Data
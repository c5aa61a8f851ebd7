use std::str::FromStr;

use solana_client::nonblocking::rpc_client::RpcClient;
use solana_sdk::{
    commitment_config::CommitmentConfig,
    program_pack::Pack,
    pubkey::Pubkey,
    signature::Keypair,
    signer::{EncodableKey, Signer},
};

use crate::error::Error;

const DEFAULT_CU_LIMIT: u32 = 200_000;
const DEFAULT_CU_PRICE: u64 = 10_000;

/// The treasury that signs and funds payouts.
pub struct Operator {
    // The treasury authority keypair.
    pub keypair: Keypair,

    // Solana RPC client.
    pub rpc_client: RpcClient,

    // The token paid out.
    pub mint: Pubkey,

    // Decimals of the payout mint.
    pub decimals: u8,

    // Compute unit limit per payout transaction.
    pub cu_limit: u32,

    // Compute unit price per payout transaction, in micro-lamports.
    pub cu_price: u64,
}

impl Operator {
    pub async fn new() -> Result<Operator, Error> {
        let keypair = Operator::keypair()?;
        let rpc_client = Operator::rpc_client()?;
        let mint = Operator::mint()?;
        let decimals = Operator::get_decimals(&rpc_client, &mint).await?;
        let operator = Operator {
            keypair,
            rpc_client,
            mint,
            decimals,
            cu_limit: Operator::cu_limit()?,
            cu_price: Operator::cu_price()?,
        };
        log::info!(
            "payout operator ready, wallet {} mint {} ({} decimals)",
            operator.keypair.pubkey(),
            operator.mint,
            operator.decimals
        );
        Ok(operator)
    }

    async fn get_decimals(rpc_client: &RpcClient, mint: &Pubkey) -> Result<u8, Error> {
        let data = rpc_client.get_account_data(mint).await?;
        let mint = spl_token::state::Mint::unpack(data.as_slice())?;
        Ok(mint.decimals)
    }

    fn keypair() -> Result<Keypair, Error> {
        let keypair_path = Operator::keypair_path()?;
        let keypair = Keypair::read_from_file(keypair_path)
            .map_err(|err| Error::Internal(err.to_string()))?;
        Ok(keypair)
    }

    fn keypair_path() -> Result<String, Error> {
        std::env::var("KEYPAIR_PATH").map_err(From::from)
    }

    fn rpc_client() -> Result<RpcClient, Error> {
        let rpc_url = Operator::rpc_url()?;
        Ok(RpcClient::new_with_commitment(
            rpc_url,
            CommitmentConfig::confirmed(),
        ))
    }

    fn rpc_url() -> Result<String, Error> {
        std::env::var("RPC_URL").map_err(From::from)
    }

    fn mint() -> Result<Pubkey, Error> {
        let mint = std::env::var("PAYOUT_MINT")?;
        Pubkey::from_str(mint.trim()).map_err(From::from)
    }

    fn cu_limit() -> Result<u32, Error> {
        match std::env::var("PAYOUT_CU_LIMIT") {
            Ok(limit) => limit.trim().parse().map_err(From::from),
            Err(_) => Ok(DEFAULT_CU_LIMIT),
        }
    }

    fn cu_price() -> Result<u64, Error> {
        match std::env::var("PAYOUT_CU_PRICE") {
            Ok(price) => price.trim().parse().map_err(From::from),
            Err(_) => Ok(DEFAULT_CU_PRICE),
        }
    }
}
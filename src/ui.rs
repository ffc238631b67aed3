use lib_sim::{GameState, RunMode, Viewport, BASE_VIEW_HEIGHT, BASE_VIEW_WIDTH};
use macroquad::prelude::*;

use crate::input::InputModel;

const BUTTON_WIDTH: f32 = 100.0;
const BUTTON_HEIGHT: f32 = 40.0;
const BUTTON_MARGIN: f32 = 10.0;
const FONT_SIZE: f32 = 25.0;

const START_COLOR: Color = Color::from_rgba(0, 255, 0, 255);
const STOP_COLOR: Color = Color::from_rgba(255, 0, 0, 255);
const PAUSE_COLOR: Color = Color::from_rgba(255, 255, 0, 255);
const RESUME_COLOR: Color = Color::from_rgba(0, 255, 255, 255);
const BACKDROP_COLOR: Color = Color::new(0.0, 0.0, 0.12, 0.5);

static GAMEOVER_TEXT: &str = "Game Over";
static PAUSE_TEXT: &str = "Paused";
static START_TEXT: &str = "Blink to jump";
static START_HINT: &str = "Click Start to play";

#[derive(Clone, Copy, Debug, PartialEq, Eq)]
pub enum ButtonKind {
    Start,
    Stop,
    Pause,
    Resume,
}

/// A button is pure data; hover and activation are recomputed from
/// the pointer snapshot every frame.
#[derive(Clone, Copy)]
struct Button {
    kind: ButtonKind,
    rect: Rect,
    label: &'static str,
    color: Color,
}

#[derive(Clone, Copy, Debug, Default)]
pub struct UiModel {
    hovered: Option<ButtonKind>,
    clicked: Option<ButtonKind>,
}

impl UiModel {
    #[cfg(test)]
    pub fn with_click(kind: ButtonKind) -> Self {
        Self {
            hovered: Some(kind),
            clicked: Some(kind),
        }
    }

    pub fn start_requested(&self) -> bool {
        self.clicked == Some(ButtonKind::Start)
    }

    pub fn stop_requested(&self) -> bool {
        self.clicked == Some(ButtonKind::Stop)
    }

    pub fn pause_requested(&self) -> bool {
        self.clicked == Some(ButtonKind::Pause)
    }

    pub fn resume_requested(&self) -> bool {
        self.clicked == Some(ButtonKind::Resume)
    }
}

pub struct Ui {
    viewport: Viewport,
    buttons: [Button; 4],
    font_size: f32,
    margin: f32,
}

impl Ui {
    pub fn new(viewport: Viewport) -> Self {
        let scale = (viewport.w / BASE_VIEW_WIDTH).min(viewport.h / BASE_VIEW_HEIGHT);
        let (w, h) = (BUTTON_WIDTH * scale, BUTTON_HEIGHT * scale);
        let margin = BUTTON_MARGIN * scale;
        // Slot 0 hugs the right edge, the rest stack leftward.
        let slot = |i: f32| Rect::new(viewport.w - (i + 1.0) * (w + margin), margin, w, h);

        let buttons = [
            Button {
                kind: ButtonKind::Resume,
                rect: slot(0.0),
                label: "Resume",
                color: RESUME_COLOR,
            },
            Button {
                kind: ButtonKind::Pause,
                rect: slot(1.0),
                label: "Pause",
                color: PAUSE_COLOR,
            },
            Button {
                kind: ButtonKind::Stop,
                rect: slot(2.0),
                label: "Stop",
                color: STOP_COLOR,
            },
            Button {
                kind: ButtonKind::Start,
                rect: slot(3.0),
                label: "Start",
                color: START_COLOR,
            },
        ];

        Self {
            viewport,
            buttons,
            font_size: FONT_SIZE * scale,
            margin,
        }
    }

    pub fn update(&self, input: &InputModel) -> UiModel {
        let hovered = self
            .buttons
            .iter()
            .find(|b| b.rect.contains(input.pointer))
            .map(|b| b.kind);
        let clicked = if input.pointer_pressed { hovered } else { None };

        UiModel { hovered, clicked }
    }

    pub fn draw(&self, game: &GameState, model: &UiModel) {
        for button in &self.buttons {
            let fill = if model.hovered == Some(button.kind) {
                brighten(button.color)
            } else {
                button.color
            };
            draw_rectangle(
                button.rect.x,
                button.rect.y,
                button.rect.w,
                button.rect.h,
                fill,
            );
            draw_rectangle_lines(
                button.rect.x,
                button.rect.y,
                button.rect.w,
                button.rect.h,
                2.0,
                BLACK,
            );

            let center = get_text_center(button.label, None, self.font_size as u16, 1.0, 0.0);
            draw_text(
                button.label,
                button.rect.x + button.rect.w / 2.0 - center.x,
                button.rect.y + button.rect.h / 2.0 - center.y,
                self.font_size,
                BLACK,
            );
        }

        draw_text(
            &format!("Score: {}", game.score),
            self.margin,
            self.margin + self.font_size,
            self.font_size,
            BLACK,
        );

        match game.mode {
            RunMode::Stopped if game.game_over => self.draw_announcement(
                GAMEOVER_TEXT,
                Some(&format!("Final score: {}", game.score)),
            ),
            RunMode::Stopped => self.draw_announcement(START_TEXT, Some(START_HINT)),
            RunMode::Paused => self.draw_announcement(PAUSE_TEXT, None),
            RunMode::Running => (),
        }
    }

    fn draw_announcement(&self, text: &str, hint: Option<&str>) {
        draw_rectangle(
            0.0,
            0.0,
            self.viewport.w,
            self.viewport.h,
            BACKDROP_COLOR,
        );

        let main_size = self.font_size * 2.0;
        let center = get_text_center(text, None, main_size as u16, 1.0, 0.0);
        draw_text(
            text,
            self.viewport.w / 2.0 - center.x,
            self.viewport.h / 2.0 - center.y,
            main_size,
            WHITE,
        );

        let Some(hint) = hint else {
            return;
        };
        let center = get_text_center(hint, None, self.font_size as u16, 1.0, 0.0);
        draw_text(
            hint,
            self.viewport.w / 2.0 - center.x,
            self.viewport.h / 2.0 - center.y + main_size,
            self.font_size,
            WHITE,
        );
    }
}

fn brighten(color: Color) -> Color {
    Color::new(
        (color.r + 0.12).min(1.0),
        (color.g + 0.12).min(1.0),
        (color.b + 0.12).min(1.0),
        color.a,
    )
}
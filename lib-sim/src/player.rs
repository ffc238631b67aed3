use glam::{vec2, Vec2};

use crate::{Aabb, Tuning, Viewport};

/// The player rectangle. Only `y` ever moves; the blink signal is the
/// sole control input.
#[derive(Debug, Clone, Copy)]
pub struct Player {
    /// Top-left corner.
    pub pos: Vec2,
    /// Vertical velocity, positive pointing down.
    pub velocity: f32,
    pub is_jumping: bool,
    /// The previous tick's blink reading. A jump only fires on the
    /// tick where the signal crosses the threshold from below, which
    /// debounces a held or noisy super-threshold signal.
    last_reading: f32,
}

impl Player {
    pub fn new(tuning: &Tuning, viewport: Viewport) -> Self {
        Self {
            pos: vec2(tuning.player_x, ground_line(tuning, viewport)),
            velocity: 0.0,
            is_jumping: false,
            last_reading: 0.0,
        }
    }

    /// Advance the player by one tick.
    pub fn update(&mut self, blink: f32, tuning: &Tuning, viewport: Viewport) {
        if self.is_jumping {
            self.velocity += tuning.gravity;
        }

        let rising =
            blink > tuning.blink_threshold && self.last_reading <= tuning.blink_threshold;
        if rising && !self.is_jumping {
            self.velocity = tuning.jump_velocity;
            self.is_jumping = true;
        }
        self.last_reading = blink;

        self.pos.y += self.velocity;

        let ground = ground_line(tuning, viewport);
        if self.pos.y >= ground {
            self.pos.y = ground;
            self.velocity = 0.0;
            self.is_jumping = false;
        }
    }

    pub fn aabb(&self, tuning: &Tuning) -> Aabb {
        Aabb::from_pos_size(self.pos, tuning.player_size)
    }
}

/// Top-left `y` at which the player rests on the floor.
pub fn ground_line(tuning: &Tuning, viewport: Viewport) -> f32 {
    viewport.h - tuning.player_size.y
}
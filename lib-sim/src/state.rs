use log::info;

use crate::{Obstacle, Player, Tuning, Viewport};

/// Gates whether the simulation advances. Only [RunMode::Running]
/// ticks the world and accumulates score.
#[derive(Clone, Copy, Debug, PartialEq, Eq)]
pub enum RunMode {
    /// Initial state, and where a collision or the Stop button lands.
    Stopped,
    Running,
    Paused,
}

/// The whole mutable game world. Owned exclusively by the loop driver
/// and mutated only inside [GameState::tick] or one of the explicit
/// requests below; nothing here is shared.
pub struct GameState {
    pub tuning: Tuning,
    pub viewport: Viewport,
    pub player: Player,
    /// Insertion order is spawn order; the spawn policy keys off the
    /// most recently appended entry.
    pub obstacles: Vec<Obstacle>,
    /// Survived ticks.
    pub score: u64,
    /// Signed horizontal speed applied to every obstacle, per tick.
    pub scroll_speed: f32,
    pub mode: RunMode,
    /// Distinguishes a fresh [RunMode::Stopped] from one entered
    /// through a collision, so the UI can announce the right thing.
    pub game_over: bool,
}

impl GameState {
    pub fn new(tuning: Tuning, viewport: Viewport) -> Self {
        Self {
            player: Player::new(&tuning, viewport),
            obstacles: vec![Obstacle::at_spawn(&tuning, viewport)],
            score: 0,
            scroll_speed: tuning.scroll_speed,
            mode: RunMode::Stopped,
            game_over: false,
            tuning,
            viewport,
        }
    }

    /// Advance the world by one fixed tick. A no-op outside
    /// [RunMode::Running], which is what freezes the score while
    /// paused or stopped.
    pub fn tick(&mut self, blink: f32) {
        if self.mode != RunMode::Running {
            return;
        }

        self.player.update(blink, &self.tuning, self.viewport);

        for obstacle in &mut self.obstacles {
            obstacle.update(self.scroll_speed);
        }

        let tuning = self.tuning;
        self.obstacles.retain(|o| !o.off_screen(&tuning));

        // One spawn per half-viewport of travel, cadence implied by
        // the scroll speed rather than a timer.
        let want_spawn = self
            .obstacles
            .last()
            .map_or(true, |last| last.pos.x < self.viewport.mid_x());
        if want_spawn {
            self.obstacles
                .push(Obstacle::at_spawn(&self.tuning, self.viewport));
        }

        if self.check_collisions() {
            info!("run over, final score {}", self.score);
            self.mode = RunMode::Stopped;
            self.game_over = true;
            return;
        }

        self.score += 1;
    }

    /// First contact ends the run; there is no health model.
    pub fn check_collisions(&self) -> bool {
        let player = self.player.aabb(&self.tuning);
        self.obstacles
            .iter()
            .any(|o| player.overlaps(o.aabb(&self.tuning)))
    }

    /// Back to a freshly initialized world: one obstacle at the spawn
    /// position, zero score, initial speed, not running. Accepted from
    /// any state.
    pub fn reset(&mut self) {
        self.player = Player::new(&self.tuning, self.viewport);
        self.obstacles = vec![Obstacle::at_spawn(&self.tuning, self.viewport)];
        self.score = 0;
        self.scroll_speed = self.tuning.scroll_speed;
        self.mode = RunMode::Stopped;
        self.game_over = false;
    }

    /// Nudge the scroll speed, clamped to the tuned bounds so mashing
    /// a key can neither stall the obstacles nor send them off the
    /// charts.
    pub fn adjust_speed(&mut self, delta: f32) {
        self.scroll_speed = (self.scroll_speed + delta)
            .clamp(self.tuning.scroll_speed_min, self.tuning.scroll_speed_max);
    }
}
use std::io::{ErrorKind, Read, Write};
use std::net::{SocketAddr, TcpStream};
use std::time::{Duration, Instant};

use anyhow::Context;
use macroquad::prelude::*;
use serde::Deserialize;

const CONNECT_TIMEOUT: Duration = Duration::from_secs(3);
const WARM_UP_POLL_INTERVAL: Duration = Duration::from_millis(50);
// No valid packet comes close to this; anything longer without a line
// break is a misbehaving connector and gets dropped.
const MAX_PENDING_BYTES: usize = 8 * 1024;

/// A producer of the blink-strength scalar, owned by the loop driver.
/// The driver calls [SignalSource::poll] once per frame; a source must
/// never block there. [SignalSource::blink_strength] is the sample for
/// the current frame, 0.0 when nothing fresh arrived.
pub trait SignalSource {
    fn connect(&mut self) -> anyhow::Result<()>;
    fn start(&mut self) -> anyhow::Result<()>;
    /// Drain whatever the device produced since the last frame.
    fn poll(&mut self);
    fn blink_strength(&self) -> f32;
    /// Whether the source has produced anything at all yet. Drives
    /// the warm-up phase.
    fn has_reading(&self) -> bool;
}

/// Pick the source the CLI asked for.
pub fn from_cli(args: &crate::cli::Args) -> Box<dyn SignalSource> {
    match &args.headset {
        Some(addr) => Box::new(ThinkGearSource::new(addr.clone())),
        None => Box::new(KeyboardSignal::default()),
    }
}

/// Explicit warm-up phase run once before the frame loop, replacing
/// any per-frame waiting. Gives the device session time to stabilize;
/// past the deadline the game starts with the default reading.
pub fn warm_up(source: &mut dyn SignalSource, timeout: Duration) {
    let started = Instant::now();
    while !source.has_reading() {
        if started.elapsed() >= timeout {
            warn!("no signal sample within {timeout:?}, starting with the default reading");
            return;
        }
        source.poll();
        std::thread::sleep(WARM_UP_POLL_INTERVAL);
    }
    info!("signal source ready after {:?}", started.elapsed());
}

/// One JSON line from the ThinkGear connector. Most packets carry
/// signal-quality or eSense data; only blink events matter here.
#[derive(Debug, Deserialize)]
#[serde(rename_all = "camelCase")]
struct ThinkGearPacket {
    #[serde(default)]
    blink_strength: Option<f32>,
    #[serde(default)]
    poor_signal_level: Option<u8>,
}

/// The NeuroSky ThinkGear connector: a local TCP service speaking
/// newline-delimited JSON. We subscribe once and then read the socket
/// non-blockingly, keeping the most recent blink event of each frame.
pub struct ThinkGearSource {
    addr: String,
    stream: Option<TcpStream>,
    buf: Vec<u8>,
    sample: f32,
    seen_any: bool,
}

impl ThinkGearSource {
    pub fn new(addr: String) -> Self {
        Self {
            addr,
            stream: None,
            buf: Vec::new(),
            sample: 0.0,
            seen_any: false,
        }
    }

    fn drain_socket(&mut self) {
        let Some(stream) = self.stream.as_mut() else {
            return;
        };

        let mut chunk = [0u8; 1024];
        loop {
            match stream.read(&mut chunk) {
                Ok(0) => {
                    warn!("signal source closed the connection");
                    self.stream = None;
                    break;
                }
                Ok(n) => self.buf.extend_from_slice(&chunk[..n]),
                Err(e) if e.kind() == ErrorKind::WouldBlock => break,
                Err(e) => {
                    warn!("signal read error: {e}");
                    self.stream = None;
                    break;
                }
            }
        }
    }

    fn parse_lines(&mut self) {
        while let Some(pos) = self.buf.iter().position(|&b| b == b'\n') {
            let line: Vec<u8> = self.buf.drain(..=pos).collect();
            let Ok(text) = std::str::from_utf8(&line) else {
                continue;
            };
            let Ok(packet) = serde_json::from_str::<ThinkGearPacket>(text.trim()) else {
                continue;
            };

            self.seen_any = true;
            if let Some(quality) = packet.poor_signal_level {
                if quality > 0 {
                    debug!("headset signal quality degraded: {quality}");
                }
            }
            if let Some(strength) = packet.blink_strength {
                debug!("blink event, strength {strength}");
                self.sample = strength;
            }
        }

        if self.buf.len() > MAX_PENDING_BYTES {
            warn!(
                "dropping {} pending bytes without a line break",
                self.buf.len()
            );
            self.buf.clear();
        }
    }
}

impl SignalSource for ThinkGearSource {
    fn connect(&mut self) -> anyhow::Result<()> {
        let addr: SocketAddr = self
            .addr
            .parse()
            .with_context(|| format!("bad ThinkGear address {:?}", self.addr))?;
        let stream = TcpStream::connect_timeout(&addr, CONNECT_TIMEOUT)
            .with_context(|| format!("connecting to the ThinkGear connector at {addr}"))?;
        stream.set_nonblocking(true)?;
        self.stream = Some(stream);
        info!("connected to the ThinkGear connector at {addr}");
        Ok(())
    }

    fn start(&mut self) -> anyhow::Result<()> {
        let stream = self
            .stream
            .as_mut()
            .context("signal source is not connected")?;
        stream.write_all(b"{\"enableRawOutput\": false, \"format\": \"Json\"}\n")?;
        Ok(())
    }

    fn poll(&mut self) {
        // Each frame consumes only its own blink events.
        self.sample = 0.0;
        self.drain_socket();
        self.parse_lines();
    }

    fn blink_strength(&self) -> f32 {
        self.sample
    }

    fn has_reading(&self) -> bool {
        self.seen_any
    }
}

/// Stand-in source for running without a headset: a held Space bar
/// reads as a full-strength blink.
#[derive(Default)]
pub struct KeyboardSignal {
    sample: f32,
}

impl SignalSource for KeyboardSignal {
    fn connect(&mut self) -> anyhow::Result<()> {
        info!("using the keyboard signal source, Space is a blink");
        Ok(())
    }

    fn start(&mut self) -> anyhow::Result<()> {
        Ok(())
    }

    fn poll(&mut self) {
        self.sample = if is_key_down(KeyCode::Space) {
            100.0
        } else {
            0.0
        };
    }

    fn blink_strength(&self) -> f32 {
        self.sample
    }

    fn has_reading(&self) -> bool {
        true
    }
}

#[cfg(test)]
mod tests {
    use super::*;

    fn offline_source() -> ThinkGearSource {
        ThinkGearSource::new("127.0.0.1:13854".to_owned())
    }

    #[test]
    fn parses_blink_events_out_of_the_line_stream() {
        let mut source = offline_source();
        source
            .buf
            .extend_from_slice(b"{\"poorSignalLevel\": 0}\n{\"blinkStrength\": 61}\n");

        source.parse_lines();

        assert_eq!(source.blink_strength(), 61.0);
        assert!(source.has_reading());
        assert!(source.buf.is_empty());
    }

    #[test]
    fn keeps_a_split_packet_until_its_newline_arrives() {
        let mut source = offline_source();
        source.buf.extend_from_slice(b"{\"blinkSt");

        source.parse_lines();
        assert_eq!(source.blink_strength(), 0.0);
        assert!(!source.buf.is_empty());

        source.buf.extend_from_slice(b"rength\": 80}\n");
        source.parse_lines();
        assert_eq!(source.blink_strength(), 80.0);
        assert!(source.buf.is_empty());
    }

    #[test]
    fn garbage_without_newlines_cannot_grow_the_buffer() {
        let mut source = offline_source();

        for _ in 0..100 {
            source.buf.extend_from_slice(&[b'x'; 1024]);
            source.parse_lines();
            assert!(source.buf.len() <= MAX_PENDING_BYTES);
        }

        assert!(!source.has_reading());
        assert_eq!(source.blink_strength(), 0.0);
    }
}
use glam::Vec2;

/// Axis-aligned bounding box. Both the player and the obstacles
/// are plain rectangles, so this is the whole collision model.
#[derive(Debug, Clone, Copy)]
pub struct Aabb {
    pub min: Vec2,
    pub max: Vec2,
}

impl Aabb {
    pub fn from_pos_size(pos: Vec2, size: Vec2) -> Self {
        Aabb {
            min: pos,
            max: pos + size,
        }
    }

    /// Inclusive interval test on both axes. Touching boxes overlap.
    pub fn overlaps(self, other: Self) -> bool {
        (self.min.x <= other.max.x && self.max.x >= other.min.x)
            && (self.min.y <= other.max.y && self.max.y >= other.min.y)
    }

    pub fn contains(self, point: Vec2) -> bool {
        self.min.x <= point.x
            && self.min.y <= point.y
            && point.x <= self.max.x
            && point.y <= self.max.y
    }

    pub fn size(self) -> Vec2 {
        self.max - self.min
    }
}
use macroquad::prelude::*;

/// One frame's worth of raw input, captured once at the top of the
/// loop. Button hit-testing happens in the ui module from the pointer
/// snapshot here.
#[derive(Clone, Copy, Debug)]
pub struct InputModel {
    pub quit_requested: bool,
    pub reset_requested: bool,
    pub speed_up_requested: bool,
    pub speed_down_requested: bool,
    pub fullscreen_toggle_requested: bool,
    pub pointer: Vec2,
    pub pointer_pressed: bool,
}

impl InputModel {
    pub fn capture() -> Self {
        let (mx, my) = mouse_position();

        let quit_requested = is_key_pressed(KeyCode::Escape) || is_key_pressed(KeyCode::Q);
        let reset_requested = is_key_pressed(KeyCode::R);
        let speed_up_requested = is_key_pressed(KeyCode::Up);
        let speed_down_requested = is_key_pressed(KeyCode::Down);
        let fullscreen_toggle_requested = is_key_pressed(KeyCode::F);

        Self {
            quit_requested,
            reset_requested,
            speed_up_requested,
            speed_down_requested,
            fullscreen_toggle_requested,
            pointer: vec2(mx, my),
            pointer_pressed: is_mouse_button_pressed(MouseButton::Left),
        }
    }
}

Problem
Every line above in which the word "warn" occurs is to be copied.

Result
            warn!("no signal sample within {timeout:?}, starting with the default reading");
                    warn!("signal source closed the connection");
                    warn!("signal read error: {e}");
            warn!(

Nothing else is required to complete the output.